▶ **Collected data entries**
------

//! Typed, job-scoped view over a [`SignalStore`].
//!
//! Three independent channels per job, each with its own TTL:
//!
//! | key | writer | reader | TTL |
//! |---|---|---|---|
//! | `job:{id}:progress` | worker (and cancel) | API | refreshed on every write |
//! | `job:{id}:2fa` | API | worker, consumed on read | short |
//! | `job:{id}:cancel` | API | worker, between units of work | outlasts a unit of work |

use std::sync::Arc;
use std::time::Duration;

use tracing::warn;

use docket_core::JobId;
use docket_retrieval::{ProgressSnapshot, TwoFactorCode};

use super::{SignalStore, SignalStoreError};

const CANCELLED_MARKER: &str = "1";

#[derive(Debug, Clone, Copy, PartialEq, Eq)]
pub struct SignalTtls {
    pub progress: Duration,
    pub two_factor: Duration,
    pub cancellation: Duration,
}

impl Default for SignalTtls {
    fn default() -> Self {
        Self {
            progress: Duration::from_secs(2 * 60 * 60),
            two_factor: Duration::from_secs(5 * 60),
            cancellation: Duration::from_secs(60 * 60),
        }
    }
}

#[derive(Clone)]
pub struct JobSignals {
    store: Arc<dyn SignalStore>,
    ttls: SignalTtls,
}

impl std::fmt::Debug for JobSignals {
    fn fmt(&self, f: &mut std::fmt::Formatter<'_>) -> std::fmt::Result {
        f.debug_struct("JobSignals").field("ttls", &self.ttls).finish_non_exhaustive()
    }
}

fn progress_key(job_id: JobId) -> String {
    format!("job:{job_id}:progress")
}

fn two_factor_key(job_id: JobId) -> String {
    format!("job:{job_id}:2fa")
}

fn cancel_key(job_id: JobId) -> String {
    format!("job:{job_id}:cancel")
}

impl JobSignals {
    pub fn new(store: Arc<dyn SignalStore>, ttls: SignalTtls) -> Self {
        Self { store, ttls }
    }

    pub async fn publish_progress(
        &self,
        job_id: JobId,
        snapshot: ProgressSnapshot,
    ) -> Result<(), SignalStoreError> {
        let value = serde_json::to_string(&snapshot)
            .map_err(|e| SignalStoreError::Malformed(e.to_string()))?;
        self.store
            .set(&progress_key(job_id), &value, self.ttls.progress)
            .await
    }

    /// Latest snapshot, or `None` before the worker has published one.
    pub async fn progress(&self, job_id: JobId) -> Result<Option<ProgressSnapshot>, SignalStoreError> {
        let Some(raw) = self.store.get(&progress_key(job_id)).await? else {
            return Ok(None);
        };
        serde_json::from_str(&raw)
            .map(Some)
            .map_err(|e| SignalStoreError::Malformed(format!("progress for job {job_id}: {e}")))
    }

    pub async fn submit_two_factor(
        &self,
        job_id: JobId,
        code: &TwoFactorCode,
    ) -> Result<(), SignalStoreError> {
        self.store
            .set(&two_factor_key(job_id), code.as_str(), self.ttls.two_factor)
            .await
    }

    /// Consume a pending code. A second call returns `None`.
    pub async fn take_two_factor(&self, job_id: JobId) -> Result<Option<TwoFactorCode>, SignalStoreError> {
        let Some(raw) = self.store.take(&two_factor_key(job_id)).await? else {
            return Ok(None);
        };
        match TwoFactorCode::parse(&raw) {
            Ok(code) => Ok(Some(code)),
            Err(_) => {
                warn!(job_id = %job_id, "discarding malformed two-factor code");
                Ok(None)
            }
        }
    }

    pub async fn request_cancellation(&self, job_id: JobId) -> Result<(), SignalStoreError> {
        self.store
            .set(&cancel_key(job_id), CANCELLED_MARKER, self.ttls.cancellation)
            .await
    }

    /// Withdraw a flag raised for a cancel that did not go through.
    pub async fn clear_cancellation(&self, job_id: JobId) -> Result<(), SignalStoreError> {
        self.store.delete(&cancel_key(job_id)).await
    }

    pub async fn is_cancelled(&self, job_id: JobId) -> Result<bool, SignalStoreError> {
        Ok(self.store.get(&cancel_key(job_id)).await?.is_some())
    }
}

------

▶ **What this task involves**
Each line above is to be restated exactly.

▶ **Expected output**
//! Typed, job-scoped view over a [`SignalStore`].
//!
//! Three independent channels per job, each with its own TTL:
//!
//! | key | writer | reader | TTL |
//! |---|---|---|---|
//! | `job:{id}:progress` | worker (and cancel) | API | refreshed on every write |
//! | `job:{id}:2fa` | API | worker, consumed on read | short |
//! | `job:{id}:cancel` | API | worker, between units of work | outlasts a unit of work |

use std::sync::Arc;
use std::time::Duration;

use tracing::warn;

use docket_core::JobId;
use docket_retrieval::{ProgressSnapshot, TwoFactorCode};

use super::{SignalStore, SignalStoreError};

const CANCELLED_MARKER: &str = "1";

#[derive(Debug, Clone, Copy, PartialEq, Eq)]
pub struct SignalTtls {
    pub progress: Duration,
    pub two_factor: Duration,
    pub cancellation: Duration,
}

impl Default for SignalTtls {
    fn default() -> Self {
        Self {
            progress: Duration::from_secs(2 * 60 * 60),
            two_factor: Duration::from_secs(5 * 60),
            cancellation: Duration::from_secs(60 * 60),
        }
    }
}

#[derive(Clone)]
pub struct JobSignals {
    store: Arc<dyn SignalStore>,
    ttls: SignalTtls,
}

impl std::fmt::Debug for JobSignals {
    fn fmt(&self, f: &mut std::fmt::Formatter<'_>) -> std::fmt::Result {
        f.debug_struct("JobSignals").field("ttls", &self.ttls).finish_non_exhaustive()
    }
}

fn progress_key(job_id: JobId) -> String {
    format!("job:{job_id}:progress")
}

fn two_factor_key(job_id: JobId) -> String {
    format!("job:{job_id}:2fa")
}

fn cancel_key(job_id: JobId) -> String {
    format!("job:{job_id}:cancel")
}

impl JobSignals {
    pub fn new(store: Arc<dyn SignalStore>, ttls: SignalTtls) -> Self {
        Self { store, ttls }
    }

    pub async fn publish_progress(
        &self,
        job_id: JobId,
        snapshot: ProgressSnapshot,
    ) -> Result<(), SignalStoreError> {
        let value = serde_json::to_string(&snapshot)
            .map_err(|e| SignalStoreError::Malformed(e.to_string()))?;
        self.store
            .set(&progress_key(job_id), &value, self.ttls.progress)
            .await
    }

    /// Latest snapshot, or `None` before the worker has published one.
    pub async fn progress(&self, job_id: JobId) -> Result<Option<ProgressSnapshot>, SignalStoreError> {
        let Some(raw) = self.store.get(&progress_key(job_id)).await? else {
            return Ok(None);
        };
        serde_json::from_str(&raw)
            .map(Some)
            .map_err(|e| SignalStoreError::Malformed(format!("progress for job {job_id}: {e}")))
    }

    pub async fn submit_two_factor(
        &self,
        job_id: JobId,
        code: &TwoFactorCode,
    ) -> Result<(), SignalStoreError> {
        self.store
            .set(&two_factor_key(job_id), code.as_str(), self.ttls.two_factor)
            .await
    }

    /// Consume a pending code. A second call returns `None`.
    pub async fn take_two_factor(&self, job_id: JobId) -> Result<Option<TwoFactorCode>, SignalStoreError> {
        let Some(raw) = self.store.take(&two_factor_key(job_id)).await? else {
            return Ok(None);
        };
        match TwoFactorCode::parse(&raw) {
            Ok(code) => Ok(Some(code)),
            Err(_) => {
                warn!(job_id = %job_id, "discarding malformed two-factor code");
                Ok(None)
            }
        }
    }

    pub async fn request_cancellation(&self, job_id: JobId) -> Result<(), SignalStoreError> {
        self.store
            .set(&cancel_key(job_id), CANCELLED_MARKER, self.ttls.cancellation)
            .await
    }

    /// Withdraw a flag raised for a cancel that did not go through.
    pub async fn clear_cancellation(&self, job_id: JobId) -> Result<(), SignalStoreError> {
        self.store.delete(&cancel_key(job_id)).await
    }

    pub async fn is_cancelled(&self, job_id: JobId) -> Result<bool, SignalStoreError> {
        Ok(self.store.get(&cancel_key(job_id)).await?.is_some())
    }
}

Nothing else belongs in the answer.